//! Client-side conversation model and its persisted form.

use std::collections::BTreeMap;

use neuralchat_types::{AUTO_SERVICE, ProviderKind, Role, UploadKind, UploadResponse};
use serde::{Deserialize, Serialize};

use crate::content::truncate_file_content;

/// Title of a conversation that has no user message yet.
pub const DEFAULT_TITLE: &str = "New conversation";

/// Storage key of the current state layout.
pub const STORAGE_KEY: &str = "neuralchat_v2";

/// Storage key of the previous layout, read when the current key is absent.
pub const LEGACY_STORAGE_KEY: &str = "neuralchat_state";

const TITLE_CHARS: usize = 48;

// ============================================================================
// Conversation
// ============================================================================

#[derive(Debug, Clone, PartialEq, Serialize, Deserialize)]
#[serde(rename_all = "camelCase")]
pub struct Conversation {
    pub id: String,
    #[serde(default = "default_title")]
    pub title: String,
    #[serde(default)]
    pub messages: Vec<Message>,
    #[serde(default)]
    pub system_prompt: String,
    /// Unix milliseconds.
    #[serde(default)]
    pub created_at: i64,
    /// Display name of the provider that answered last.
    #[serde(default)]
    pub used_service: Option<String>,
    #[serde(default)]
    pub pinned: bool,
}

fn default_title() -> String {
    DEFAULT_TITLE.to_string()
}

impl Conversation {
    pub fn new(id: impl Into<String>, created_at: i64) -> Self {
        Self {
            id: id.into(),
            title: default_title(),
            messages: Vec::new(),
            system_prompt: String::new(),
            created_at,
            used_service: None,
            pinned: false,
        }
    }

    /// Derive the title from the first user message while it is still the default.
    pub fn update_title(&mut self) {
        if self.title != DEFAULT_TITLE {
            return;
        }
        let Some(first) = self.messages.iter().find(|m| m.role == Role::User) else {
            return;
        };
        let raw = first.typed_text();
        let mut title: String = raw.chars().take(TITLE_CHARS).collect::<String>().replace('\n', " ");
        if raw.chars().count() > TITLE_CHARS {
            title.push('…');
        }
        self.title = title;
    }

    /// Whether the title or any message text contains `needle` (already lower-cased).
    pub fn matches(&self, needle: &str) -> bool {
        self.title.to_lowercase().contains(needle)
            || self
                .messages
                .iter()
                .any(|m| m.text().to_lowercase().contains(needle))
    }
}

// ============================================================================
// Message
// ============================================================================

#[derive(Debug, Clone, PartialEq, Serialize, Deserialize)]
#[serde(rename_all = "camelCase")]
pub struct Message {
    pub role: Role,
    #[serde(default)]
    pub content: String,
    /// Exactly what the user typed. Never contains injected file content.
    #[serde(default, skip_serializing_if = "Option::is_none")]
    pub display_text: Option<String>,
    #[serde(default, skip_serializing_if = "Option::is_none")]
    pub raw_text: Option<String>,
    #[serde(default, skip_serializing_if = "Vec::is_empty")]
    pub files: Vec<FileAttachment>,
    /// Unix milliseconds.
    #[serde(default, skip_serializing_if = "Option::is_none")]
    pub timestamp: Option<i64>,
    #[serde(default, skip_serializing_if = "Option::is_none")]
    pub service: Option<String>,
    #[serde(default, skip_serializing_if = "Option::is_none")]
    pub model: Option<String>,
}

impl Message {
    pub fn user(text: impl Into<String>, files: Vec<FileAttachment>, timestamp: i64) -> Self {
        let text = text.into();
        Self {
            role: Role::User,
            content: text.clone(),
            display_text: Some(text.clone()),
            raw_text: Some(text),
            files,
            timestamp: Some(timestamp),
            service: None,
            model: None,
        }
    }

    pub fn assistant(content: impl Into<String>, timestamp: i64) -> Self {
        Self {
            role: Role::Assistant,
            content: content.into(),
            display_text: None,
            raw_text: None,
            files: Vec::new(),
            timestamp: Some(timestamp),
            service: None,
            model: None,
        }
    }

    /// The text as typed or received, before any trimming.
    pub fn typed_text(&self) -> &str {
        [self.display_text.as_deref(), self.raw_text.as_deref()]
            .into_iter()
            .flatten()
            .find(|t| !t.is_empty())
            .unwrap_or(&self.content)
    }

    /// Readable text of the message, trimmed.
    pub fn text(&self) -> &str {
        self.typed_text().trim()
    }

    /// Replace the text of a user message.
    pub fn set_text(&mut self, text: impl Into<String>) {
        let text = text.into();
        self.content = text.clone();
        self.display_text = Some(text.clone());
        self.raw_text = Some(text);
    }
}

// ============================================================================
// FileAttachment
// ============================================================================

#[derive(Debug, Clone, PartialEq, Serialize, Deserialize)]
#[serde(rename_all = "camelCase")]
pub struct FileAttachment {
    pub name: String,
    pub mime_type: String,
    #[serde(default)]
    pub size: Option<u64>,
    pub display_type: UploadKind,
    /// Base64 image data kept for thumbnails.
    #[serde(default, skip_serializing_if = "Option::is_none")]
    pub preview: Option<String>,
    /// Truncated text injected into provider requests. Never persisted.
    #[serde(skip)]
    pub content: Option<String>,
}

impl FileAttachment {
    pub fn from_upload(upload: &UploadResponse) -> Self {
        let (preview, content) = match upload.kind {
            UploadKind::Image => (Some(upload.content.clone()), None),
            UploadKind::Text => (None, Some(truncate_file_content(&upload.content))),
            UploadKind::Binary => (None, None),
        };
        Self {
            name: upload.filename.clone(),
            mime_type: upload.mime_type.clone(),
            size: Some(upload.size),
            display_type: upload.kind,
            preview,
            content,
        }
    }
}

// ============================================================================
// Settings
// ============================================================================

/// Per-provider credentials held by the client and sent as request headers.
#[derive(Debug, Clone, Default, PartialEq, Eq, Serialize, Deserialize)]
pub struct ServiceConfig {
    #[serde(default, rename = "key")]
    pub api_key: String,
    #[serde(default)]
    pub model: String,
    #[serde(default)]
    pub enabled: bool,
}

impl ServiceConfig {
    pub fn for_provider(kind: ProviderKind) -> Self {
        Self {
            api_key: String::new(),
            model: kind.default_model().to_string(),
            enabled: false,
        }
    }

    pub fn has_key(&self) -> bool {
        !self.api_key.trim().is_empty()
    }
}

#[derive(Debug, Clone, Copy, Default, PartialEq, Eq, Serialize, Deserialize)]
#[serde(rename_all = "lowercase")]
pub enum Theme {
    #[default]
    Dark,
    Light,
}

impl Theme {
    pub fn toggled(self) -> Self {
        match self {
            Theme::Dark => Theme::Light,
            Theme::Light => Theme::Dark,
        }
    }
}

// ============================================================================
// PersistedState
// ============================================================================

/// Everything the client stores between runs.
#[derive(Debug, Clone, PartialEq, Serialize, Deserialize)]
#[serde(rename_all = "camelCase")]
pub struct PersistedState {
    #[serde(default)]
    pub conversations: BTreeMap<String, Conversation>,
    #[serde(default)]
    pub current_id: Option<String>,
    #[serde(default = "default_service")]
    pub selected_service: String,
    #[serde(default)]
    pub theme: Theme,
    /// Keyed by provider id. Unknown ids are ignored on load.
    #[serde(default)]
    pub api_keys: BTreeMap<String, ServiceConfig>,
}

fn default_service() -> String {
    AUTO_SERVICE.to_string()
}

impl Default for PersistedState {
    fn default() -> Self {
        Self {
            conversations: BTreeMap::new(),
            current_id: None,
            selected_service: default_service(),
            theme: Theme::default(),
            api_keys: default_api_keys(),
        }
    }
}

pub fn default_api_keys() -> BTreeMap<String, ServiceConfig> {
    ProviderKind::ALL
        .into_iter()
        .map(|kind| (kind.id().to_string(), ServiceConfig::for_provider(kind)))
        .collect()
}

impl PersistedState {
    /// Normalize state read from storage.
    ///
    /// User messages get their text restored from `rawText`, file payloads
    /// are dropped, and saved credentials are merged over the defaults for
    /// known providers only.
    pub fn migrate(mut self) -> Self {
        for conversation in self.conversations.values_mut() {
            for message in &mut conversation.messages {
                if message.role == Role::User
                    && let Some(raw) = message.raw_text.clone()
                {
                    if !raw.is_empty() {
                        message.content = raw.clone();
                    }
                    let display = if raw.is_empty() {
                        message
                            .display_text
                            .clone()
                            .filter(|d| !d.is_empty())
                            .unwrap_or_else(|| message.content.clone())
                    } else {
                        raw
                    };
                    message.display_text = Some(display);
                }
                for file in &mut message.files {
                    file.content = None;
                }
            }
        }

        let mut api_keys = default_api_keys();
        for (id, saved) in std::mem::take(&mut self.api_keys) {
            let Ok(kind) = id.parse::<ProviderKind>() else {
                continue;
            };
            let mut merged = saved;
            if merged.model.trim().is_empty() {
                merged.model = kind.default_model().to_string();
            }
            api_keys.insert(kind.id().to_string(), merged);
        }
        self.api_keys = api_keys;

        if self.selected_service.trim().is_empty() {
            self.selected_service = default_service();
        }
        self
    }
}

#[cfg(test)]
mod tests {
    use super::*;

    #[test]
    fn title_is_derived_from_first_user_message() {
        let mut conversation = Conversation::new("conv_1", 0);
        conversation.update_title();
        assert_eq!(conversation.title, DEFAULT_TITLE);

        conversation
            .messages
            .push(Message::user("Plan a trip\nto Lisbon", Vec::new(), 1));
        conversation.update_title();
        assert_eq!(conversation.title, "Plan a trip to Lisbon");

        // Only a default title is replaced.
        conversation.messages[0].set_text("Something else");
        conversation.update_title();
        assert_eq!(conversation.title, "Plan a trip to Lisbon");
    }

    #[test]
    fn long_titles_are_cut_at_48_characters() {
        let mut conversation = Conversation::new("conv_1", 0);
        let text = "é".repeat(60);
        conversation.messages.push(Message::user(&text, Vec::new(), 1));
        conversation.update_title();
        assert_eq!(conversation.title, format!("{}…", "é".repeat(48)));
    }

    #[test]
    fn file_content_is_never_serialized() {
        let upload = UploadResponse {
            kind: UploadKind::Text,
            filename: "notes.md".to_string(),
            content: "secret body".to_string(),
            mime_type: "text/markdown".to_string(),
            size: 11,
        };
        let attachment = FileAttachment::from_upload(&upload);
        assert_eq!(attachment.content.as_deref(), Some("secret body"));

        let json = serde_json::to_string(&attachment).unwrap();
        assert!(!json.contains("secret body"));
        assert!(json.contains("\"displayType\":\"text\""));
    }

    #[test]
    fn images_keep_a_preview() {
        let upload = UploadResponse {
            kind: UploadKind::Image,
            filename: "cat.png".to_string(),
            content: "iVBORw==".to_string(),
            mime_type: "image/png".to_string(),
            size: 4,
        };
        let attachment = FileAttachment::from_upload(&upload);
        assert_eq!(attachment.preview.as_deref(), Some("iVBORw=="));
        assert!(attachment.content.is_none());
    }

    #[test]
    fn migrate_restores_raw_text_and_merges_keys() {
        let saved = r#"{
            "conversations": {
                "conv_1": {
                    "id": "conv_1",
                    "title": "Old",
                    "createdAt": 1,
                    "messages": [
                        {"role": "user", "content": "hi\n\n--- File: a.txt ---\nx\n---", "rawText": "hi"}
                    ]
                }
            },
            "currentId": "conv_1",
            "apiKeys": {
                "groq": {"key": "gsk", "model": "", "enabled": true},
                "mistral": {"key": "nope"}
            }
        }"#;
        let state: PersistedState = serde_json::from_str(saved).unwrap();
        let state = state.migrate();

        let message = &state.conversations["conv_1"].messages[0];
        assert_eq!(message.content, "hi");
        assert_eq!(message.display_text.as_deref(), Some("hi"));

        assert_eq!(state.api_keys.len(), 3);
        assert_eq!(state.api_keys["groq"].api_key, "gsk");
        assert_eq!(
            state.api_keys["groq"].model,
            ProviderKind::Groq.default_model()
        );
        assert_eq!(state.api_keys["cerebras"].model, "gpt-oss-120b");
        assert_eq!(state.selected_service, "auto");
        assert_eq!(state.theme, Theme::Dark);
    }
}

+ + + + + + +

GOAL OF THE EXERCISE:
Beginning at the opening line of the data, transcribe each line exactly until you reach the line with "key is absent.", which you also include, and go no further.

YOUR SOLUTION:
//! Client-side conversation model and its persisted form.

use std::collections::BTreeMap;

use neuralchat_types::{AUTO_SERVICE, ProviderKind, Role, UploadKind, UploadResponse};
use serde::{Deserialize, Serialize};

use crate::content::truncate_file_content;

/// Title of a conversation that has no user message yet.
pub const DEFAULT_TITLE: &str = "New conversation";

/// Storage key of the current state layout.
pub const STORAGE_KEY: &str = "neuralchat_v2";

/// Storage key of the previous layout, read when the current key is absent.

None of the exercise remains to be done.